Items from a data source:
BEGIN
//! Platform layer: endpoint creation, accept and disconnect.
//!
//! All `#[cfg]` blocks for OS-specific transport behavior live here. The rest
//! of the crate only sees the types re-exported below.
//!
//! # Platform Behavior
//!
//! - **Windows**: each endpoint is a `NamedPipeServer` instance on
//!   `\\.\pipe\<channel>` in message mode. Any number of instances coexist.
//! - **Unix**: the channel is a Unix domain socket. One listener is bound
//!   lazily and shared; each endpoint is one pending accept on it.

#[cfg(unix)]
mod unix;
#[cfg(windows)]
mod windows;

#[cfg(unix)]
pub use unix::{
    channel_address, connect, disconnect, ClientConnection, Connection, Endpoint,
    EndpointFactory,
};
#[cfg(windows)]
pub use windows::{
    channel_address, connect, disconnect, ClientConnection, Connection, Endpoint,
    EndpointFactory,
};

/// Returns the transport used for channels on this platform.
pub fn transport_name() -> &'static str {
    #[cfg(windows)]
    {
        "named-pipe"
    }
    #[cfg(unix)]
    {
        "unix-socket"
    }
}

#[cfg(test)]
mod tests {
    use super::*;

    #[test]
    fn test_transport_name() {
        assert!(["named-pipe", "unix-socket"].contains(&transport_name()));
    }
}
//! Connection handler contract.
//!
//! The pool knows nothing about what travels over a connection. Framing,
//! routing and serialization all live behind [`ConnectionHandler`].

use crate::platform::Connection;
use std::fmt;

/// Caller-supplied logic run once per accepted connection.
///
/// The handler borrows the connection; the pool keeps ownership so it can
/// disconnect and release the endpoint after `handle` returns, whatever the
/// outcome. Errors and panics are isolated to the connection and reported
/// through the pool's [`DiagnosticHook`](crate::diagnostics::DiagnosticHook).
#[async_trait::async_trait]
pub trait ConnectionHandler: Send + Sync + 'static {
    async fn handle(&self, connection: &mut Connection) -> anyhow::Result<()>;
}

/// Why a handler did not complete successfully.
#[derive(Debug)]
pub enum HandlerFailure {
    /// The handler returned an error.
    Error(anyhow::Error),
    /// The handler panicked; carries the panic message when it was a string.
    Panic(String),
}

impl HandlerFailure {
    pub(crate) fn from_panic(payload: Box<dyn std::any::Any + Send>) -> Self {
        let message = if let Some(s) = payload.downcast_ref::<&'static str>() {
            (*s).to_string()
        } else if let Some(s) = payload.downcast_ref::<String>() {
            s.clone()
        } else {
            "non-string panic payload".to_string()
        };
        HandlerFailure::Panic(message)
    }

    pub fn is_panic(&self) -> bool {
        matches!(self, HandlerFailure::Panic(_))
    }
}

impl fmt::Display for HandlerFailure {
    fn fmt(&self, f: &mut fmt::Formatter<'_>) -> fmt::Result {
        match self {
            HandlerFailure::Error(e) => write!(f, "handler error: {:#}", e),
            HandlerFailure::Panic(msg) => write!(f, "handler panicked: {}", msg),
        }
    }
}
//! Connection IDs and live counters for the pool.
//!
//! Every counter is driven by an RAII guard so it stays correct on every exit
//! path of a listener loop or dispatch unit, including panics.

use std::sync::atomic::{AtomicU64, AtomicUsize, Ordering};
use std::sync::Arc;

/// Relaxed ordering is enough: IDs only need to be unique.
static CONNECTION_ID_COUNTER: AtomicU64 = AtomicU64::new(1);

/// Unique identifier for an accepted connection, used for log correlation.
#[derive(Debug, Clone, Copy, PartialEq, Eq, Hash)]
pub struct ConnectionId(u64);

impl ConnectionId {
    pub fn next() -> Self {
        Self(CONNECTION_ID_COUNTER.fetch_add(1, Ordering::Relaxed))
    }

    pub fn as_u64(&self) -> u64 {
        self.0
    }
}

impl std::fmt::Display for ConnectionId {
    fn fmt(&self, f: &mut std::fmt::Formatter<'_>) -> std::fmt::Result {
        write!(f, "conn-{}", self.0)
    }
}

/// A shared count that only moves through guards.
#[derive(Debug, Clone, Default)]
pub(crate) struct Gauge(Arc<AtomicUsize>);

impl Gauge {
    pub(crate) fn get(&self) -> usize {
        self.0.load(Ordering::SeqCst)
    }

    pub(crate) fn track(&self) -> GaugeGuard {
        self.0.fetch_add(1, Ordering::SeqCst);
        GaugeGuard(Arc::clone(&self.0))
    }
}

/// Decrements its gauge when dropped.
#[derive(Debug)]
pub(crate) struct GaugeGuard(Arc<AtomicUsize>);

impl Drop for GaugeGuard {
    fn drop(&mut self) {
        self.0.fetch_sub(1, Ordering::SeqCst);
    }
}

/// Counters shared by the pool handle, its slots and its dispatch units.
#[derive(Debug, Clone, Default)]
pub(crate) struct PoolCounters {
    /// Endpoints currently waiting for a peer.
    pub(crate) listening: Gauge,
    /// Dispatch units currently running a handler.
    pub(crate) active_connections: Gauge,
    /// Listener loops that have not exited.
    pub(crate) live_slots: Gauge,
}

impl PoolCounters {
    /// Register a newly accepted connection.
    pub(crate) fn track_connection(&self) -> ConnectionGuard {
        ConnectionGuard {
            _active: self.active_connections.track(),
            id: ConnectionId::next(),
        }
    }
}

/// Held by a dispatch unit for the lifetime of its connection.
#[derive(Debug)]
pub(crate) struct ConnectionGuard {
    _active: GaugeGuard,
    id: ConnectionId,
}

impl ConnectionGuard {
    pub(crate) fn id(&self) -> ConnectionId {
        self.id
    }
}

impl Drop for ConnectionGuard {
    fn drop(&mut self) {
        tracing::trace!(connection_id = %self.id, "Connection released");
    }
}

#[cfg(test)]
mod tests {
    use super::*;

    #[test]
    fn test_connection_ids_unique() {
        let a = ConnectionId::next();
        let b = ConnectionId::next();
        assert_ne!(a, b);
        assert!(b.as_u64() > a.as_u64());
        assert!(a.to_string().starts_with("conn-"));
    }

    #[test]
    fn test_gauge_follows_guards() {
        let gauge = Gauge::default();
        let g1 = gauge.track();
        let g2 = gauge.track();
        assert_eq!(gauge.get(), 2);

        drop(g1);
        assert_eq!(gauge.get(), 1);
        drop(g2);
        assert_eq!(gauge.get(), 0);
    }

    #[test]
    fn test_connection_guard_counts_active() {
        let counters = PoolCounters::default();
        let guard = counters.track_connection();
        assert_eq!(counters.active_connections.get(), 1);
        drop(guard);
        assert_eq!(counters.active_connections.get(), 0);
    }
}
END
-- What you have to do --
Copy out every line of the data where the word "PoolCounters" occurs.

-- Solution to the exercise --
pub(crate) struct PoolCounters {
impl PoolCounters {
        let counters = PoolCounters::default();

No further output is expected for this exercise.